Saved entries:
--------------------

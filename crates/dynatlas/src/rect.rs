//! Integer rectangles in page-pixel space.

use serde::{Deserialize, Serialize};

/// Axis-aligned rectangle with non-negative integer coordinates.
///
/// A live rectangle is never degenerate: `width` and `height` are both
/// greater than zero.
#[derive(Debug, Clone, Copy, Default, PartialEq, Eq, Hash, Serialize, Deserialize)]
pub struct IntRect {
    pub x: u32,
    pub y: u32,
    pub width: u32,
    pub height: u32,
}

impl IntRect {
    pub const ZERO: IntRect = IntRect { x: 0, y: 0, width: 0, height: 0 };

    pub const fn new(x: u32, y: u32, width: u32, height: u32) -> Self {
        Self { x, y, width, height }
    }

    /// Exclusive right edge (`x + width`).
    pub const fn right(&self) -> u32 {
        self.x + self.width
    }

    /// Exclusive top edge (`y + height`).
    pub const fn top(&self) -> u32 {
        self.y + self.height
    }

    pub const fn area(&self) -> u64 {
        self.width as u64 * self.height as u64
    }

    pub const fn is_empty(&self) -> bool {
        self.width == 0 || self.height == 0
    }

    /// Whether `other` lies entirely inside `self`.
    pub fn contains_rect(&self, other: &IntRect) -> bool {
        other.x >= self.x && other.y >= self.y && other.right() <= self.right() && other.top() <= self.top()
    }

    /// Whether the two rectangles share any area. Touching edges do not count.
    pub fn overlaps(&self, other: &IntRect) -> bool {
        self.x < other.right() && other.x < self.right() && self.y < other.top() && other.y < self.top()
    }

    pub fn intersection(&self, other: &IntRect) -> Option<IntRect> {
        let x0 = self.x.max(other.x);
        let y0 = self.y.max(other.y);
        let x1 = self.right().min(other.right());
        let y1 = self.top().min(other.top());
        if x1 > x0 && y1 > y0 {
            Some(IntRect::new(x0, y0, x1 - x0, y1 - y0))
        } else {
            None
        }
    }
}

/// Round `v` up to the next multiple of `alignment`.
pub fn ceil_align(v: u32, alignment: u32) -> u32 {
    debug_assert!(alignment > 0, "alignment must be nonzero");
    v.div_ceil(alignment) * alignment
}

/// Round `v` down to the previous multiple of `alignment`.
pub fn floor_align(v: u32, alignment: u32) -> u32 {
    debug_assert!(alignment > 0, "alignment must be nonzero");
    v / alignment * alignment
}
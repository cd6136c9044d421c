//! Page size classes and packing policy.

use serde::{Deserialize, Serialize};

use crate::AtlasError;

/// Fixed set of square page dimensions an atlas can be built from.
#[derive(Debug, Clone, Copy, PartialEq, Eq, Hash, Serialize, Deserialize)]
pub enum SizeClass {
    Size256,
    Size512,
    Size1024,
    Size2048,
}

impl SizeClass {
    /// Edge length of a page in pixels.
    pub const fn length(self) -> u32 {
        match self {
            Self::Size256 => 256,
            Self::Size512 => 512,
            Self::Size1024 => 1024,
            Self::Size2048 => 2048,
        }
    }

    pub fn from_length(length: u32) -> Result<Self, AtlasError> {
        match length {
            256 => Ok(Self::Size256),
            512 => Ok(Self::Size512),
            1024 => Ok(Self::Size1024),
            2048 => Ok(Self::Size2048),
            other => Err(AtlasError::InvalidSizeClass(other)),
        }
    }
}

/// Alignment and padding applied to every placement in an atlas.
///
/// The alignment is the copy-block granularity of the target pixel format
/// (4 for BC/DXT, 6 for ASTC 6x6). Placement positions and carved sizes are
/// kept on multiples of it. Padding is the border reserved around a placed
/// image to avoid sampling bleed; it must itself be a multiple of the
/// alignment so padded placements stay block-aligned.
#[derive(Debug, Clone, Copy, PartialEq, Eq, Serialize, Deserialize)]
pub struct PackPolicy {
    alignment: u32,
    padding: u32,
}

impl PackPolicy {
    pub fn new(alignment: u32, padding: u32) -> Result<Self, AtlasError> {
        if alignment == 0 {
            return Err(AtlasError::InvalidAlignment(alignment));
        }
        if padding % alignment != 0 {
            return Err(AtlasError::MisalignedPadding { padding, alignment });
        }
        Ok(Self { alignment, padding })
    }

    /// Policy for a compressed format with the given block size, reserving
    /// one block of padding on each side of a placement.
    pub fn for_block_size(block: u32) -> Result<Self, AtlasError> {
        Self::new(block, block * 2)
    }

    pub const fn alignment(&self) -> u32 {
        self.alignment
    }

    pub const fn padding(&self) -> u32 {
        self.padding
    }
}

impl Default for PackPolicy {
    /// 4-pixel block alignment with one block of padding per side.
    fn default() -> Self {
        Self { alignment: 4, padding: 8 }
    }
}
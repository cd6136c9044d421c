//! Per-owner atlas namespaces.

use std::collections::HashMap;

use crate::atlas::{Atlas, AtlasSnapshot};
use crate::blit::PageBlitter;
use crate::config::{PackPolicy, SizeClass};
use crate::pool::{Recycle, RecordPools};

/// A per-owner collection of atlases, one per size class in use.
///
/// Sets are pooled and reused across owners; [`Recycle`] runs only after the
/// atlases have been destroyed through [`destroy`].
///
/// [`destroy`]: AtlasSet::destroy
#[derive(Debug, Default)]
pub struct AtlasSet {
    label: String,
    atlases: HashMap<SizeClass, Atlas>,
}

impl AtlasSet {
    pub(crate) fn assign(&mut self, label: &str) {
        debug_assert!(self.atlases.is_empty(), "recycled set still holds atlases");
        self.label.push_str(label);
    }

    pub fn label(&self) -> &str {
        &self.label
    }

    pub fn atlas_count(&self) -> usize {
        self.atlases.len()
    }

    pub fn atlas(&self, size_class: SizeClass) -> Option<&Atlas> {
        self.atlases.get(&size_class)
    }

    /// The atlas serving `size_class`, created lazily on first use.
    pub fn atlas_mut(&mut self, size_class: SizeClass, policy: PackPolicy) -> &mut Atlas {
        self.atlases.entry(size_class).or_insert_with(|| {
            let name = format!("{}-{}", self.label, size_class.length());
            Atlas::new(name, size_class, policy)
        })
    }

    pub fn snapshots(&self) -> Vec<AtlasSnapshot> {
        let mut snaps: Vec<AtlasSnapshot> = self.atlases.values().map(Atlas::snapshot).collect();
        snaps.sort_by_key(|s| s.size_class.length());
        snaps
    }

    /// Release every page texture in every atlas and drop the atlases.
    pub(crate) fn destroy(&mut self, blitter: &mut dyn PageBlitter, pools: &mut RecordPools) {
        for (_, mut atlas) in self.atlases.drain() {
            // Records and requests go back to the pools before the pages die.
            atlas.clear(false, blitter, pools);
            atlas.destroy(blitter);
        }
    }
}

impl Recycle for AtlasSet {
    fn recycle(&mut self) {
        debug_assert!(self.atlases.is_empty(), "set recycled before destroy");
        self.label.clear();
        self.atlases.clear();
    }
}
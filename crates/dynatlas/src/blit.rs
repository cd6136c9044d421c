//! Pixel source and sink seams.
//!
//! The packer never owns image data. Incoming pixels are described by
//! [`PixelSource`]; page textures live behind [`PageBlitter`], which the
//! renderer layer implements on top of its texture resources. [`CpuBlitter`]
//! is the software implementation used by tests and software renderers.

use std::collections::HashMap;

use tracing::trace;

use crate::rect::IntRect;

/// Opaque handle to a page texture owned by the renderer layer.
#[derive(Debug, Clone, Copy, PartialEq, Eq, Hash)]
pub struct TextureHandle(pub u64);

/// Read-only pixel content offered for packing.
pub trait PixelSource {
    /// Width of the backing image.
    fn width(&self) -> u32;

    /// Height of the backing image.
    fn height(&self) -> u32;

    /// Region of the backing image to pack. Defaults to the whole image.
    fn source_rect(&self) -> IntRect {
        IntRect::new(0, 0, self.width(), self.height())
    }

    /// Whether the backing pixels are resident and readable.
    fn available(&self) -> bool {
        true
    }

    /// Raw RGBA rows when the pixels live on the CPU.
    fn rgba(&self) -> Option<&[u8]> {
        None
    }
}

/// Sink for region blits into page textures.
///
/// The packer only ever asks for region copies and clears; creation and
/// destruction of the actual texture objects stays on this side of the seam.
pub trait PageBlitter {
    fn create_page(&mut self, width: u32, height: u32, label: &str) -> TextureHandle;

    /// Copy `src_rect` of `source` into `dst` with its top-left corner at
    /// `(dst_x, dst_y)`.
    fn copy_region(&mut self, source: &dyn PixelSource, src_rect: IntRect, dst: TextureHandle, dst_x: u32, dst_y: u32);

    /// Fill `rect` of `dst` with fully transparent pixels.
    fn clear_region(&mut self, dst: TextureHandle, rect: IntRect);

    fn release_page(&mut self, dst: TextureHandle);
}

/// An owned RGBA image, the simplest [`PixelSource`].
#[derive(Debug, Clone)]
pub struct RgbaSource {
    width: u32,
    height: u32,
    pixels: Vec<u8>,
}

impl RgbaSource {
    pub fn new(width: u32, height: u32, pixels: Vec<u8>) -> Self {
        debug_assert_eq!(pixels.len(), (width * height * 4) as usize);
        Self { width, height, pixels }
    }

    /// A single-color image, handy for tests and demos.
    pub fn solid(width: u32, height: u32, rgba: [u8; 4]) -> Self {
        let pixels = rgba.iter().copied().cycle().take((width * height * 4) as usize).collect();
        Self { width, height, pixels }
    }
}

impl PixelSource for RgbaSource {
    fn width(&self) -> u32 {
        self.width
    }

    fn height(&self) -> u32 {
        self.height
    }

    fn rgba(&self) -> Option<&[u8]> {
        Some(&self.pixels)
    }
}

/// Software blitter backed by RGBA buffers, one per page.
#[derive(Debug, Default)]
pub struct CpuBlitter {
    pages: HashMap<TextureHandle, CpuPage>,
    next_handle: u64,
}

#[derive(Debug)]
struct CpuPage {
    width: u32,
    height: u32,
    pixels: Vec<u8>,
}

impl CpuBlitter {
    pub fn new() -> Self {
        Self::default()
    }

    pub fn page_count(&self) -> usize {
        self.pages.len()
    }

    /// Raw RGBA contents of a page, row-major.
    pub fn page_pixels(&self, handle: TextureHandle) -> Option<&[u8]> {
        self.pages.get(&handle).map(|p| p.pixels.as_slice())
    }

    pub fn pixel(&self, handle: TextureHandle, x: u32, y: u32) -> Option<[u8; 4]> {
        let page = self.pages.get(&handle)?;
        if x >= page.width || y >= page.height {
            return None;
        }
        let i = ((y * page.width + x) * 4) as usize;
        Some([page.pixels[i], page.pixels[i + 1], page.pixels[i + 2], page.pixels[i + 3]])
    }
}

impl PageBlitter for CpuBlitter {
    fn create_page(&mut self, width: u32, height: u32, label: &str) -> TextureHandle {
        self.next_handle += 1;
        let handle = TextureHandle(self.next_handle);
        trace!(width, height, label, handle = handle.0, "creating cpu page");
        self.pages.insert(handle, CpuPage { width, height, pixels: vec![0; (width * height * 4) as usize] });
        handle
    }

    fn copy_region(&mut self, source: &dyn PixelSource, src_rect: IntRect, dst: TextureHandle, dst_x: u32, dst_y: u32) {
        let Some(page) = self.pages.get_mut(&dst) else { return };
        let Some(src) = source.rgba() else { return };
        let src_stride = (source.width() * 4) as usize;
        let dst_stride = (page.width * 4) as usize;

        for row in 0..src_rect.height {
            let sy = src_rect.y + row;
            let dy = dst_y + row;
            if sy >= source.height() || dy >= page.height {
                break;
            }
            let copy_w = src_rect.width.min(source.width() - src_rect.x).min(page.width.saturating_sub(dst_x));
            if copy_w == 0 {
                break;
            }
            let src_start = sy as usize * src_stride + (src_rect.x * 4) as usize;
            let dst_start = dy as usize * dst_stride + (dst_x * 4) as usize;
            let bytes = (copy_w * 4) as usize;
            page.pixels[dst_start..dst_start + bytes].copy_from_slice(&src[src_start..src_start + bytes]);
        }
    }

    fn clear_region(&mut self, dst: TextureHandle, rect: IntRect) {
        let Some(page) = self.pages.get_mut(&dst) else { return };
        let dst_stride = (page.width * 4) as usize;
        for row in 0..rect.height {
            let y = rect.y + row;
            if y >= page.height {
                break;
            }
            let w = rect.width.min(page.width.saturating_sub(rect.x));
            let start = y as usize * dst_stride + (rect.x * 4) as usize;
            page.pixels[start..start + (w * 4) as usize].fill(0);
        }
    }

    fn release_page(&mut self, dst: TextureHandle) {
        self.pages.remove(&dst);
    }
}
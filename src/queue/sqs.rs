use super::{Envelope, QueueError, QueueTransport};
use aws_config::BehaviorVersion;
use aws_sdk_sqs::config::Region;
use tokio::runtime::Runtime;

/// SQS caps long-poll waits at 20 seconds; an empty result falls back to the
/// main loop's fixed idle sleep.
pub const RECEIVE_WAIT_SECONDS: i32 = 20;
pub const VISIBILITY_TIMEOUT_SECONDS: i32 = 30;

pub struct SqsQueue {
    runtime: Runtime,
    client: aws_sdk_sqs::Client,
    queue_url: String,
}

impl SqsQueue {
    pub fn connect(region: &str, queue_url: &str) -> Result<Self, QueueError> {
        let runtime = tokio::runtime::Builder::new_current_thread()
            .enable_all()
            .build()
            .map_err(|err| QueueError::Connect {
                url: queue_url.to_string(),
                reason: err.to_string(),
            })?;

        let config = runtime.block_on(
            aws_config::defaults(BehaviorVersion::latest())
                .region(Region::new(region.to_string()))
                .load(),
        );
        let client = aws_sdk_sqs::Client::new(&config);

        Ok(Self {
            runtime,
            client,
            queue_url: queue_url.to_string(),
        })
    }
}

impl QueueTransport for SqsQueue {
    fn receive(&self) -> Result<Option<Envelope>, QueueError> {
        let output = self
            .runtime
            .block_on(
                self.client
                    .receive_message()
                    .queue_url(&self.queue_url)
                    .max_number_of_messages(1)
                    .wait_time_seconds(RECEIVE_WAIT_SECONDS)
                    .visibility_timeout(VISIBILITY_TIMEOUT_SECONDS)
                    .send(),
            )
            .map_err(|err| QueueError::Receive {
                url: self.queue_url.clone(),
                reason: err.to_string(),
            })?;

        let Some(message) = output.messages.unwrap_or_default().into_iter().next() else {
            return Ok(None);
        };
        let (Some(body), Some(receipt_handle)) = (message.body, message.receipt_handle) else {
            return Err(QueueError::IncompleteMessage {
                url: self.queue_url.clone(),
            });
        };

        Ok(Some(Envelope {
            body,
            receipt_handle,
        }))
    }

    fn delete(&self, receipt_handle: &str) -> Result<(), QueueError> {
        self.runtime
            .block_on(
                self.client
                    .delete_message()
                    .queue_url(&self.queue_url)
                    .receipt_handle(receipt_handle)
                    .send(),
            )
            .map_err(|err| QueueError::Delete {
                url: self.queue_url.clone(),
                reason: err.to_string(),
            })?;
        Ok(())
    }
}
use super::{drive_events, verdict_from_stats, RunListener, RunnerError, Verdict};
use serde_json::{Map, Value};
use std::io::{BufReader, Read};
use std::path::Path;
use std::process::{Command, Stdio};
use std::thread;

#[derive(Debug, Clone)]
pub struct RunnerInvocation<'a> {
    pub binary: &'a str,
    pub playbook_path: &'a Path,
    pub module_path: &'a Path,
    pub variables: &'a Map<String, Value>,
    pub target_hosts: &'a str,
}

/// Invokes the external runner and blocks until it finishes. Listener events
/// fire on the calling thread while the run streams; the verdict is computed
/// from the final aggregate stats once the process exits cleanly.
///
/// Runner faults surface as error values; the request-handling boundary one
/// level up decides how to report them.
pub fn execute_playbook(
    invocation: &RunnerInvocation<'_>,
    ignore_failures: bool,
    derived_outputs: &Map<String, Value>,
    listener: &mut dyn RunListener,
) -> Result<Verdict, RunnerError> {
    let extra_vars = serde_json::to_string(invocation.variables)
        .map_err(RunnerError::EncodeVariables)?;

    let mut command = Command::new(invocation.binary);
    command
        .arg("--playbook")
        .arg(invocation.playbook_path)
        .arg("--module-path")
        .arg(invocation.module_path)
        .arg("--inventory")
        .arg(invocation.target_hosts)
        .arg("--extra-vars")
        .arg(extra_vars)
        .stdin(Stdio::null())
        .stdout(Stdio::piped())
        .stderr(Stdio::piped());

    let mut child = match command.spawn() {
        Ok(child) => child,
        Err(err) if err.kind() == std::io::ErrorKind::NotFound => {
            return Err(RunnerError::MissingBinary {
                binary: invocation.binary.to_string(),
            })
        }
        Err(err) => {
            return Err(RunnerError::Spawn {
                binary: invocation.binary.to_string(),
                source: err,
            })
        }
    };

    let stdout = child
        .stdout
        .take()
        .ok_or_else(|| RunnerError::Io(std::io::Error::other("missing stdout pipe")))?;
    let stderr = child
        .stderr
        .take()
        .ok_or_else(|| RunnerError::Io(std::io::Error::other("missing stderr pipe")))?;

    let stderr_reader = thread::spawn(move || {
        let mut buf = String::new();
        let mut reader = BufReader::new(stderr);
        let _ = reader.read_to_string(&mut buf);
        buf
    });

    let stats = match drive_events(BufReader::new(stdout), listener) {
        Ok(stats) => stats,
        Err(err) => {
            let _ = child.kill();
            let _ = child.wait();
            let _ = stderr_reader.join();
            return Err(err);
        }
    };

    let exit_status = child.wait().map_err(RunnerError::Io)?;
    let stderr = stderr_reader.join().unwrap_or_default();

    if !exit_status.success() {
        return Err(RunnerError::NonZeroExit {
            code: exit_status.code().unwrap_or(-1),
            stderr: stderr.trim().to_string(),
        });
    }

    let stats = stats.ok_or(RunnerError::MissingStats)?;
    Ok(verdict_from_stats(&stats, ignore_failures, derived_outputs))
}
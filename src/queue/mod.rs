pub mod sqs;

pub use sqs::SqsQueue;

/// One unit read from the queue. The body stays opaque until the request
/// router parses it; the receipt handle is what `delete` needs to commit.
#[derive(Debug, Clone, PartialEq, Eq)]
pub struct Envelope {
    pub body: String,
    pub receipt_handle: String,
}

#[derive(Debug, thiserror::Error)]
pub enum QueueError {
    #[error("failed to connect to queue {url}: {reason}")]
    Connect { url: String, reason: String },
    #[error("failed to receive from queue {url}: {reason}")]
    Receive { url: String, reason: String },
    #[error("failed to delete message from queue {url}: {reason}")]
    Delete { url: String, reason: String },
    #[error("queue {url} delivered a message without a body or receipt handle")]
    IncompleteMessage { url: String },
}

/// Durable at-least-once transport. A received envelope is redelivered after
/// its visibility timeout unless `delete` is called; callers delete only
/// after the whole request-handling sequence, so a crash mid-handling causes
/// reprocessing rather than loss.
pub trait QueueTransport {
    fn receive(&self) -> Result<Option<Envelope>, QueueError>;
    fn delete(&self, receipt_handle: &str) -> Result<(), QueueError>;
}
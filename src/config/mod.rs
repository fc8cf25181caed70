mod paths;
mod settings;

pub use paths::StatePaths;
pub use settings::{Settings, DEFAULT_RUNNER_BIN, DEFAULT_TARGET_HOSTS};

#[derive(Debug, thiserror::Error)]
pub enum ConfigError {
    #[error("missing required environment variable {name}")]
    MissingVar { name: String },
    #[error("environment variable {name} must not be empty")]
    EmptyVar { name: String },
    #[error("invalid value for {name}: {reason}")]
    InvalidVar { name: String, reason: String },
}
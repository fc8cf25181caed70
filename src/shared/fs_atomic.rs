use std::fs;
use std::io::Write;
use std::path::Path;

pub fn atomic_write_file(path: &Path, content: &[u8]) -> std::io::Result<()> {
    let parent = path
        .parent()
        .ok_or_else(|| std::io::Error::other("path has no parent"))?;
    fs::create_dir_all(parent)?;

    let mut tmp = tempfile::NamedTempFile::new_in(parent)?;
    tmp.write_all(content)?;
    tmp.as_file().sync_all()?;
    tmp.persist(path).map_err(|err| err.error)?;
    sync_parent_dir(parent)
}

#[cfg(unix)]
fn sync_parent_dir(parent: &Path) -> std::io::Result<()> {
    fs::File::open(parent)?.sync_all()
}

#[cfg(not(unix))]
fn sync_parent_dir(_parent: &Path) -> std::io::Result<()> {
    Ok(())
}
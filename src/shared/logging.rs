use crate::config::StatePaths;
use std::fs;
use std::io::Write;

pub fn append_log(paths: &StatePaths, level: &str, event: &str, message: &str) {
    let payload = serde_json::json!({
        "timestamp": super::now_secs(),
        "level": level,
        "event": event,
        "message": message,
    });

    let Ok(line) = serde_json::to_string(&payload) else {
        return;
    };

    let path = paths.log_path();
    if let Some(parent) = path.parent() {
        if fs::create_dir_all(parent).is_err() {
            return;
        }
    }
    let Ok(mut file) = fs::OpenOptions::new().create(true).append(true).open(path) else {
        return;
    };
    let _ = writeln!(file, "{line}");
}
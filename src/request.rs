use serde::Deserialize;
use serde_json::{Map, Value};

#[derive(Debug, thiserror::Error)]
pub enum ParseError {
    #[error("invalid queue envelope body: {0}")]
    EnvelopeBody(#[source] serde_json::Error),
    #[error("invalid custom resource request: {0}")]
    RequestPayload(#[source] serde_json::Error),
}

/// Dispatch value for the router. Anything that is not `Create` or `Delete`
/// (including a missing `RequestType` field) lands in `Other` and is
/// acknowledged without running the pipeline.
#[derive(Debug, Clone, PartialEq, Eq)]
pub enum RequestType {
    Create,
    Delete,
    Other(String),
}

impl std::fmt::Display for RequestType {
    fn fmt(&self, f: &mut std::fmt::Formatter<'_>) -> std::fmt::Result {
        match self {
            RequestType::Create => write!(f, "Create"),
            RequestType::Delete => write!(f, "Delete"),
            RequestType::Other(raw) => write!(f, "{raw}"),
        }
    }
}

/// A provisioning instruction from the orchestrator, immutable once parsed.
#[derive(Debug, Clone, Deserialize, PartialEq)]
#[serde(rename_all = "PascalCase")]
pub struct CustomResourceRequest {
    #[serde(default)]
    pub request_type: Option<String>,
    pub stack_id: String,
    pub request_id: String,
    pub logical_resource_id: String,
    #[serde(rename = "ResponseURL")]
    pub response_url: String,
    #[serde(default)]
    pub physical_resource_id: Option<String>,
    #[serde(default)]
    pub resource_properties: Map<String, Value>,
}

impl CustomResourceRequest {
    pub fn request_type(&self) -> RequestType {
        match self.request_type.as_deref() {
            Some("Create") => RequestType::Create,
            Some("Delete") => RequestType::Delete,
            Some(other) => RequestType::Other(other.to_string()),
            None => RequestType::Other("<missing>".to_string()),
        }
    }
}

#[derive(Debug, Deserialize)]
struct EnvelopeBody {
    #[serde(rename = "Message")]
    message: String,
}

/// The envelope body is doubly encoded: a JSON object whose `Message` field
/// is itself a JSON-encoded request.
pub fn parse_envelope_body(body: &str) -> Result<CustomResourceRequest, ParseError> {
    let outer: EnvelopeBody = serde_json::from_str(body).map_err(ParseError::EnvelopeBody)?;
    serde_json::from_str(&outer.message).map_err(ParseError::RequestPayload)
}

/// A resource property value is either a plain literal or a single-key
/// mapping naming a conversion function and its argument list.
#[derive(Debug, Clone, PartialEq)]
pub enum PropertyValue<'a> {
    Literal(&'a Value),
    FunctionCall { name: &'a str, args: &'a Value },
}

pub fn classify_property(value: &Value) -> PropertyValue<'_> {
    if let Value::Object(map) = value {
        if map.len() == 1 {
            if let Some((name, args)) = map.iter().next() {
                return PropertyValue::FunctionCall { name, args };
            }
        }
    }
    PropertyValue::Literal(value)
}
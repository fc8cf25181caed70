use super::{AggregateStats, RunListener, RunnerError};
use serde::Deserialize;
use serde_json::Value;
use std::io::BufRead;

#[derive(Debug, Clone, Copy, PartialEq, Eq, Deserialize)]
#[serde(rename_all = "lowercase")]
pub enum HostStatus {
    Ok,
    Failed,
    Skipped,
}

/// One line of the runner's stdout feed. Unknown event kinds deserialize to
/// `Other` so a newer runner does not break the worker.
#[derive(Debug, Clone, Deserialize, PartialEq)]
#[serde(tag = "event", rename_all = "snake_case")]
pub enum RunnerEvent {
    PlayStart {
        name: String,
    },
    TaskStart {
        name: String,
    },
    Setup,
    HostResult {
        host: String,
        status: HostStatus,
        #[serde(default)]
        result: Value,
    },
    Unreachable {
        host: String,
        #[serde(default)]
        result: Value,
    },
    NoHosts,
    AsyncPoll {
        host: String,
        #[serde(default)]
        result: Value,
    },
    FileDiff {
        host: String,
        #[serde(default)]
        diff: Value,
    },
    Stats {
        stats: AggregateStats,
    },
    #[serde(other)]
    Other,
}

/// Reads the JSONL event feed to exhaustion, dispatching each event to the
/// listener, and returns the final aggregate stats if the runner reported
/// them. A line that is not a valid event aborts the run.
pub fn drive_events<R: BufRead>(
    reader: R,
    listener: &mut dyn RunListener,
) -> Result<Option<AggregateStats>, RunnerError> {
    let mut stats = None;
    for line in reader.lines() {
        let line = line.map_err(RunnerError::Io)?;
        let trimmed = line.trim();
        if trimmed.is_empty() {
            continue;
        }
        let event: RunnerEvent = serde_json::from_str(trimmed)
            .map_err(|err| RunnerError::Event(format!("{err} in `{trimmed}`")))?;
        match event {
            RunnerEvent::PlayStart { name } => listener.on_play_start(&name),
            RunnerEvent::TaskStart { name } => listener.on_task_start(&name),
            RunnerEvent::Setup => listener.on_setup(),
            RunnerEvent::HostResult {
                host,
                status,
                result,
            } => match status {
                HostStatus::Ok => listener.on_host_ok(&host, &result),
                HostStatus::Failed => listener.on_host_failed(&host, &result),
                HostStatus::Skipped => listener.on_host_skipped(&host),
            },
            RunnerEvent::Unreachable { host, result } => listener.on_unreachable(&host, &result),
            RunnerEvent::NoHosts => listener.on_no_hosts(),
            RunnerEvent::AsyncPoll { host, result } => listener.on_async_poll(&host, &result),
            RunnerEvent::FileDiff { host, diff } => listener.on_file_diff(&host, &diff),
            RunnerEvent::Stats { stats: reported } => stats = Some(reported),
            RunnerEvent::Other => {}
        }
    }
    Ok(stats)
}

--------------------

ASSIGNMENT: Check every line of the records, and copy the ones that hold the word "encoded".

TASK RESULT:
/// The envelope body is doubly encoded: a JSON object whose `Message` field
/// is itself a JSON-encoded request.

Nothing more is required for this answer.